FDNY Let Firefighters Down

Chief Leader

Editorial

The Fire Department's decision not to conduct safety inspections at the Deutsche Bank building because of concern about toxins within the structure near the World Trade Center site brings to mind a policy in the late 1970s by the Police Department not to have patrol cops enter known drug locations.

The decision by then-Police Commissioner Bob McGuire was rooted in the problems uncovered during the Knapp Commission investigations of police corruption earlier in the decade. Worried that patrol cops might be susceptible to bribe offers once inside a building where drugs were being sold, the NYPD decided it was safer to confine anti-drug activities to cops working in special units.

By the time this policy was scrapped by Mr. McGuire's successor, Ben Ward, in the mid-1980s, the city was confronting a crack epidemic.

The lesson inherent in that experience was that a law-enforcement agency can't relax its enforcement efforts because of peripheral concerns, even if there is validity to them. The Fire Department learned that lesson the hard way, with Firefighters Joseph Graffagnino and Robert Beddia paying with their lives.

The outrage of Uniformed Firefighters Association President Steve Cassidy and many of his members was understandable. Firefighters and officers expect negligence from those outside the department: it plays a role in many of the fires that justify their existence.

They do not, however, expect the department to place them at a disadvantage with its decisions. That is what happened at the Deutsche Bank fire. The failure to conduct inspections meant that plywood and plastic that had been erected by demolition workers actually helped to feed the fire. It had been 11 years since the building's standpipe system was checked to make sure that water could be transmitted to a fire scene; it turned out that part of the standpipe had been dismantled, and so water wound up flooding the basement rather than reaching the fire 17 floors above.
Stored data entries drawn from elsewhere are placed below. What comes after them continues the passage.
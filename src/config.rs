//! Portal configuration parsed from environment variables.

#[cfg(test)]
#[path = "config_test.rs"]
mod config_test;

pub const DEFAULT_API_URL: &str = "https://app-boleto-production.up.railway.app";

/// Storage key under which the bearer token is persisted.
pub const TOKEN_STORAGE_KEY: &str = "token";

#[derive(Debug, thiserror::Error)]
pub enum ConfigError {
    #[error("invalid value for {var}: {value:?}")]
    InvalidValue { var: &'static str, value: String },
}

#[derive(Debug, Clone, PartialEq, Eq)]
pub struct PortalConfig {
    /// API base URL without a trailing slash.
    pub api_url: String,
    /// When set, any role-resolution failure (including an unreachable
    /// server) clears the session.
    pub strict_role_check: bool,
}

impl Default for PortalConfig {
    fn default() -> Self {
        Self { api_url: DEFAULT_API_URL.to_owned(), strict_role_check: false }
    }
}

impl PortalConfig {
    /// Build typed portal config from environment variables.
    ///
    /// Optional:
    /// - `PORTAL_API_URL`: API base URL (default production endpoint)
    /// - `PORTAL_STRICT_ROLE_CHECK`: `true`/`false` (default `false`)
    ///
    /// # Errors
    ///
    /// Returns an error if `PORTAL_STRICT_ROLE_CHECK` is not a boolean.
    pub fn from_env() -> Result<Self, ConfigError> {
        let api_url = std::env::var("PORTAL_API_URL")
            .ok()
            .filter(|raw| !raw.trim().is_empty())
            .map_or_else(|| DEFAULT_API_URL.to_owned(), |raw| normalize_base_url(&raw));

        let strict_role_check = match std::env::var("PORTAL_STRICT_ROLE_CHECK") {
            Ok(raw) => parse_bool(&raw)
                .ok_or(ConfigError::InvalidValue { var: "PORTAL_STRICT_ROLE_CHECK", value: raw })?,
            Err(_) => false,
        };

        Ok(Self { api_url, strict_role_check })
    }

    #[must_use]
    pub fn with_api_url(mut self, api_url: &str) -> Self {
        self.api_url = normalize_base_url(api_url);
        self
    }
}

pub(crate) fn normalize_base_url(raw: &str) -> String {
    raw.trim().trim_end_matches('/').to_owned()
}

/// Parse the usual spellings of a boolean flag.
#[must_use]
pub fn parse_bool(raw: &str) -> Option<bool> {
    match raw.trim().to_ascii_lowercase().as_str() {
        "1" | "true" | "yes" | "on" => Some(true),
        "0" | "false" | "no" | "off" => Some(false),
        _ => None,
    }
}
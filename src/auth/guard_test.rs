use super::*;

fn authenticated(role: Role) -> AuthState {
    AuthState::Authenticated { role, generation: 1 }
}

fn user() -> Role {
    Role::Other("user".to_owned())
}

// =============================================================
// Paths
// =============================================================

#[test]
fn from_path_maps_known_routes() {
    assert_eq!(Screen::from_path("/"), Some(Screen::Login));
    assert_eq!(Screen::from_path("/login/"), Some(Screen::Login));
    assert_eq!(Screen::from_path("/register"), Some(Screen::Register));
    assert_eq!(Screen::from_path("/boletos?page=2"), Some(Screen::Boletos));
    assert_eq!(Screen::from_path("/admin/documentos#top"), Some(Screen::AdminDocuments));
    assert_eq!(Screen::from_path("/nope"), None);
}

#[test]
fn path_round_trips_through_from_path() {
    for screen in [Screen::Login, Screen::Register, Screen::Boletos, Screen::AdminDocuments] {
        assert_eq!(Screen::from_path(screen.path()), Some(screen));
    }
}

// =============================================================
// Routing table
// =============================================================

#[test]
fn anonymous_renders_public_screens_only() {
    let state = AuthState::Anonymous;
    assert_eq!(route(&state, Some(Screen::Login)), RouteOutcome::Render(Screen::Login));
    assert_eq!(route(&state, Some(Screen::Register)), RouteOutcome::Render(Screen::Register));
    assert_eq!(route(&state, Some(Screen::Boletos)), RouteOutcome::Redirect(Screen::Login));
    assert_eq!(route(&state, None), RouteOutcome::Redirect(Screen::Login));
}

#[test]
fn anonymous_admin_request_redirects_to_login() {
    assert_eq!(route(&AuthState::Anonymous, Some(Screen::AdminDocuments)), RouteOutcome::Redirect(Screen::Login));
    assert_eq!(route(&AuthState::Invalid, Some(Screen::AdminDocuments)), RouteOutcome::Redirect(Screen::Login));
}

#[test]
fn non_admin_admin_request_redirects_to_default() {
    let state = authenticated(user());
    assert_eq!(route(&state, Some(Screen::AdminDocuments)), RouteOutcome::Redirect(Screen::Boletos));
    let state = authenticated(Role::Unknown);
    assert_eq!(route(&state, Some(Screen::AdminDocuments)), RouteOutcome::Redirect(Screen::Boletos));
}

#[test]
fn admin_renders_admin_screen() {
    let state = authenticated(Role::Admin);
    assert_eq!(route(&state, Some(Screen::AdminDocuments)), RouteOutcome::Render(Screen::AdminDocuments));
}

#[test]
fn authenticated_public_and_unknown_paths_redirect_to_default() {
    let state = authenticated(user());
    assert_eq!(route(&state, Some(Screen::Login)), RouteOutcome::Redirect(Screen::Boletos));
    assert_eq!(route(&state, Some(Screen::Register)), RouteOutcome::Redirect(Screen::Boletos));
    assert_eq!(route(&state, None), RouteOutcome::Redirect(Screen::Boletos));
    assert_eq!(route(&state, Some(Screen::Boletos)), RouteOutcome::Render(Screen::Boletos));
}

#[test]
fn authenticating_defers_every_decision() {
    let state = AuthState::Authenticating { generation: 3 };
    for requested in [None, Some(Screen::Login), Some(Screen::Boletos), Some(Screen::AdminDocuments)] {
        assert_eq!(route(&state, requested), RouteOutcome::Loading);
    }
}

#[test]
fn unverified_blocks_protected_screens_with_message() {
    let state = AuthState::Unverified { generation: 2, message: "offline".to_owned() };
    assert_eq!(route(&state, Some(Screen::Boletos)), RouteOutcome::Unavailable("offline".to_owned()));
    assert_eq!(route(&state, Some(Screen::Login)), RouteOutcome::Render(Screen::Login));
}

// =============================================================
// State machine
// =============================================================

#[test]
fn initial_state_depends_on_stored_token() {
    assert_eq!(AuthMachine::new(false, 0).state(), &AuthState::Anonymous);
    assert_eq!(AuthMachine::new(true, 0).state(), &AuthState::Authenticating { generation: 0 });
}

#[test]
fn successful_resolution_authenticates() {
    let mut machine = AuthMachine::new(false, 0);
    machine.token_appeared(1);
    assert_eq!(machine.pending(), Some(1));
    assert!(machine.resolution_succeeded(1, Role::Admin));
    assert_eq!(machine.role(), Some(&Role::Admin));
}

#[test]
fn stale_resolution_is_discarded_after_logout() {
    let mut machine = AuthMachine::new(false, 0);
    machine.token_appeared(1);
    machine.session_cleared();
    assert!(!machine.resolution_succeeded(1, Role::Admin));
    assert_eq!(machine.state(), &AuthState::Anonymous);
}

#[test]
fn resolution_for_replaced_token_is_discarded() {
    let mut machine = AuthMachine::new(false, 0);
    machine.token_appeared(1);
    machine.token_appeared(2);
    assert!(!machine.resolution_succeeded(1, Role::Admin));
    assert!(!machine.resolution_failed(1, true, "late"));
    assert_eq!(machine.pending(), Some(2));
}

#[test]
fn rejected_resolution_goes_invalid_then_anonymous() {
    let mut machine = AuthMachine::new(true, 0);
    assert!(machine.resolution_failed(0, true, "rejected"));
    assert_eq!(machine.state(), &AuthState::Invalid);
    machine.session_cleared();
    assert_eq!(machine.state(), &AuthState::Anonymous);
}

#[test]
fn unreachable_resolution_can_be_retried() {
    let mut machine = AuthMachine::new(true, 4);
    assert!(machine.resolution_failed(4, false, "offline"));
    assert_eq!(machine.state(), &AuthState::Unverified { generation: 4, message: "offline".to_owned() });
    assert_eq!(machine.retry(), Some(4));
    assert_eq!(machine.pending(), Some(4));
    assert_eq!(machine.retry(), None);
}
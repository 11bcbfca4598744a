//! Per-route view models.
//!
//! ARCHITECTURE
//! ============
//! Each screen is a plain struct holding its form fields, the last fetched
//! collection, a `busy` flag, and the single most recent error. Actions are
//! async methods taking the `ApiClient`; a front end renders the struct and
//! forwards user input. Shared rules:
//! - the error banner is cleared at the start of every action;
//! - an action started while `busy` is ignored;
//! - mutations are followed by a full re-fetch, never a local patch;
//! - a 401 leaves the banner alone, since the shell is already navigating
//!   to the login screen.

pub mod boletos;
pub mod documents;
pub mod login;
pub mod register;

pub use boletos::{BoletoForm, BoletosScreen};
pub use documents::{DocumentForm, DocumentsScreen};
pub use login::LoginScreen;
pub use register::RegisterScreen;

use crate::net::ApiError;

/// Result of a screen action, for the front end to react to.
#[derive(Clone, Copy, Debug, PartialEq, Eq)]
pub enum ActionOutcome {
    Completed,
    /// A request was already in flight.
    Ignored,
    /// Local input validation failed; the banner says why.
    Invalid,
    /// The request failed; the banner says why unless the session was revoked.
    Failed,
}

/// Banner text for a failed request, `None` for a revoked session.
pub(crate) fn banner_for(err: &ApiError) -> Option<String> {
    (!err.is_unauthorized()).then(|| err.user_message())
}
One of the worst ironies of the lack of inspections was cited by Mr. Cassidy this past weekend: that the fire released toxins into the air that could adversely affect the health of the more-than 250 firefighters who responded to the blaze. And so the department's decision not to inspect out of concern about exposure for the members of a single engine company has put many more firefighters at risk.

The administration's decision to relieve three fire officers of their commands was denounced by the Uniformed Fire Officers Association as a "rush to judgment." Mayor Bloomberg contended, however, that they bore responsibility for the decision to forego inspections at the building and termed that conduct "simply not excusable." While the three officers have not been demoted, it has to be painful for them to be publicly faulted for not doing what might have saved two of their subordinates.

Firefighting is about sometimes taking extreme risks, and counting on a combination of training, skill and precautions to get the job done without loss of life. When the normally routine job of building inspections becomes risky, the answer is to take the necessary precautions, not to shirk the duty. That is the sad lesson to be taken while remembering the two valiant men who lost their lives.